Janus, the two-headed Roman deity for whom the month January is named, could see the past and the future but not the present. The US Internal Revenue Service (“IRS”) must have been inspired by Janus when thinking about cryptocurrencies recently. On one hand, the IRS looked back to 2022 and issued puzzling but adverse guidance for individuals who were crushed in the cryptocurrency meltdown.1 Looking forward, the IRS postponed broker reporting for cryptocurrency transactions until after it issues final regulations on this topic.2 This Legal Update will explore both of these developments.
I. CCA 202302011
CCA 202302011 provides a relatively simple fact pattern. An individual investor purchases an on-exchange fungible digital token for $1.00 in 2022. After the cryptocurrency meltdown, the token is worth less than $.01 at year-end but is still traded on at least one cryptocurrency exchange. The taxpayer did not undertake any overt acts indicating that he abandoned the cryptocurrency. The taxpayer claims a tax loss for the diminution in value on his 2022 tax return on the theory that the token is either worthless or that he abandoned the token. There is no discussion as to whether the taxpayer was “gated,” that is, there is no discussion as to whether the exchange suspended redemptions so that the taxpayer was unable to sell the token.3 It’s worth noting that the “market price” is indicative of value only if the token can be sold. If the exchange is gated, the “market price” is pretty much illusory.
A. A Fool’s Errand
One has to wonder what prompted the IRS to issue the CCA in the first place. As we’ll explore below, the IRS considered two avenues that a taxpayer have could have considered in generating a 2022 tax loss from the extreme diminution in the value of the cryptocurrency—worthlessness and abandonment. But deductions for both of these events are suspended through the end of 2025.4 Accordingly, even if the taxpayer had been successful in establishing either worthlessness or abandonment, he would not have obtained any tax benefit. So why the IRS bothered considering these issues is a mystery. In each case, the taxpayer would be better off taxwise by sitting tight in 2022 and actually selling the depreciated cryptocurrency in 2023.

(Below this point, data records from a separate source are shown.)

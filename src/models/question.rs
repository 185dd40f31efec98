//! Question and result types for mathgen.
//!
//! K_i: These types represent the core data flow: generator or fixed bank →
//! assembler → document, formatted export and JSONL records.

use chrono::{DateTime, Utc};
use serde::{Deserialize, Deserializer, Serialize};
use std::collections::HashSet;
use std::path::PathBuf;
use uuid::Uuid;

/// Curriculum mapping for a question.
#[derive(Debug, Clone, PartialEq, Eq, Serialize, Deserialize)]
pub struct Curriculum {
    pub subject: String,
    pub unit: String,
    pub topic: String,
}

impl Curriculum {
    pub fn new(subject: &str, unit: &str, topic: &str) -> Self {
        Self {
            subject: subject.to_string(),
            unit: unit.to_string(),
            topic: topic.to_string(),
        }
    }
}

/// Circles packed in a grid, as drawn in a geometry illustration.
#[derive(Debug, Clone, Copy, PartialEq, Serialize, Deserialize)]
pub struct PackingFigure {
    pub rows: u32,
    pub cols: u32,
    /// Circle radius in cm
    pub radius: f64,
}

impl PackingFigure {
    pub fn diameter(&self) -> f64 {
        self.radius * 2.0
    }

    /// Extent along the rows (`rows × diameter`).
    pub fn width(&self) -> f64 {
        f64::from(self.rows) * self.diameter()
    }

    /// Extent along the columns (`cols × diameter`).
    pub fn length(&self) -> f64 {
        f64::from(self.cols) * self.diameter()
    }
}

/// A multiple-choice question, generated or fixed.
///
/// K_i: `correct_index < options.len()`. Generated questions also have
/// unique options; fixed records are checked on load.
#[derive(Debug, Clone, PartialEq, Serialize, Deserialize)]
pub struct GeneratedQuestion {
    /// Question prose (may embed a Markdown table)
    pub question: String,

    /// Option strings in display order
    pub options: Vec<String>,

    /// Position of the correct option in `options`
    pub correct_index: usize,

    /// Worked solution
    pub explanation: String,

    /// Subject/unit/topic classification
    #[serde(flatten)]
    pub curriculum: Curriculum,

    /// Illustration to embed; resolved by the assembler
    #[serde(
        default,
        deserialize_with = "empty_path_as_none",
        skip_serializing_if = "Option::is_none"
    )]
    pub image_path: Option<PathBuf>,

    /// Packing layout for geometry questions
    #[serde(default, skip_serializing_if = "Option::is_none")]
    pub figure: Option<PackingFigure>,
}

impl GeneratedQuestion {
    /// The option marked correct, if the index is in range.
    pub fn correct_option(&self) -> Option<&str> {
        self.options.get(self.correct_index).map(String::as_str)
    }

    pub fn has_unique_options(&self) -> bool {
        let mut seen = HashSet::with_capacity(self.options.len());
        self.options.iter().all(|o| seen.insert(o.as_str()))
    }

    /// Check structural invariants. Returns the first violation.
    pub fn check(&self) -> Result<(), String> {
        if self.options.len() < 2 {
            return Err(format!("only {} option(s)", self.options.len()));
        }
        if self.options.len() > OPTION_LETTERS.len() {
            return Err(format!(
                "{} options, at most {} can be lettered",
                self.options.len(),
                OPTION_LETTERS.len()
            ));
        }
        if self.correct_index >= self.options.len() {
            return Err(format!(
                "correct_index {} out of range for {} options",
                self.correct_index,
                self.options.len()
            ));
        }
        if !self.has_unique_options() {
            return Err("duplicate options".to_string());
        }
        Ok(())
    }
}

/// Letters used to label options in rendered output.
pub const OPTION_LETTERS: [char; 5] = ['A', 'B', 'C', 'D', 'E'];

/// Label for the option at `index` ('A' for 0).
pub fn option_letter(index: usize) -> char {
    OPTION_LETTERS.get(index).copied().unwrap_or('?')
}

fn empty_path_as_none<'de, D>(deserializer: D) -> Result<Option<PathBuf>, D::Error>
where
    D: Deserializer<'de>,
{
    let raw: Option<String> = Option::deserialize(deserializer)?;
    Ok(raw.filter(|s| !s.trim().is_empty()).map(PathBuf::from))
}

/// Where a question came from.
#[derive(Debug, Clone, Copy, PartialEq, Eq, Serialize, Deserialize)]
#[serde(rename_all = "lowercase")]
pub enum QuestionSource {
    /// Produced by a generator from a context
    Dynamic,
    /// Taken verbatim from the fixed bank
    Fixed,
}

/// Exported question record (one JSONL line).
#[derive(Debug, Clone, Serialize, Deserialize)]
pub struct QuestionRecord {
    /// Unique identifier
    pub id: Uuid,

    /// 1-based position in the assessment
    pub order: usize,

    pub source: QuestionSource,

    pub generated_at: DateTime<Utc>,

    #[serde(flatten)]
    pub question: GeneratedQuestion,
}

impl QuestionRecord {
    pub fn new(order: usize, source: QuestionSource, question: GeneratedQuestion) -> Self {
        Self {
            id: Uuid::new_v4(),
            order,
            source,
            generated_at: Utc::now(),
            question,
        }
    }
}

/// Statistics for an assessment run.
#[derive(Debug, Clone, Default, Serialize, Deserialize)]
pub struct RunStats {
    /// Questions written
    pub total_questions: usize,

    /// Counting questions generated
    pub counting_questions: usize,

    /// Geometry questions generated
    pub geometry_questions: usize,

    /// Questions taken from the fixed bank
    pub fixed_questions: usize,

    /// Illustrations rendered
    pub illustrations: usize,

    /// Image references that did not resolve to a file
    pub missing_assets: usize,

    /// Fixed bank audit findings
    pub audit_findings: usize,

    /// Total runtime in seconds
    pub runtime_secs: f64,

    /// Questions per hour throughput
    pub throughput_per_hour: f64,
}

impl RunStats {
    /// Calculate derived stats.
    pub fn finalize(&mut self) {
        if self.runtime_secs > 0.0 {
            self.throughput_per_hour = self.total_questions as f64 / self.runtime_secs * 3600.0;
        }
    }
}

Code § 165(a)5 provides a deduction for losses sustained during a year, provided that the loss is not compensated by insurance or otherwise. Treasury Regulation § 1.165-1(d)(1) states that the loss must be evidenced by closed and completed transactions evidenced by “identifiable events” occurring during the year. Courts have sustained the IRS’s position: “The mere diminution in value of property does not create a deductible loss.”6 The facts as posited by the IRS in the CCA clearly fell within this limitation. The IRS stated that the cryptocurrency was not worthless, although its value was nominal and that it could be sold. Accordingly, the IRS held that the taxpayer was not entitled to a loss deduction notwithstanding the fall in value of 99% to a nominal amount.
The loss from a worthless security is treated as a loss from a sale or exchange and, accordingly, would not be disallowed under the rules applicable to miscellaneous itemized deductions.7 The IRS has stated that cryptocurrencies are commodities8 and, accordingly, do not meet the definition of a security for this purpose.9 Thus, there did not appear to be a path for the taxpayer to avoid the disallowance of the non-deductible worthlessness deduction, even if one had been available.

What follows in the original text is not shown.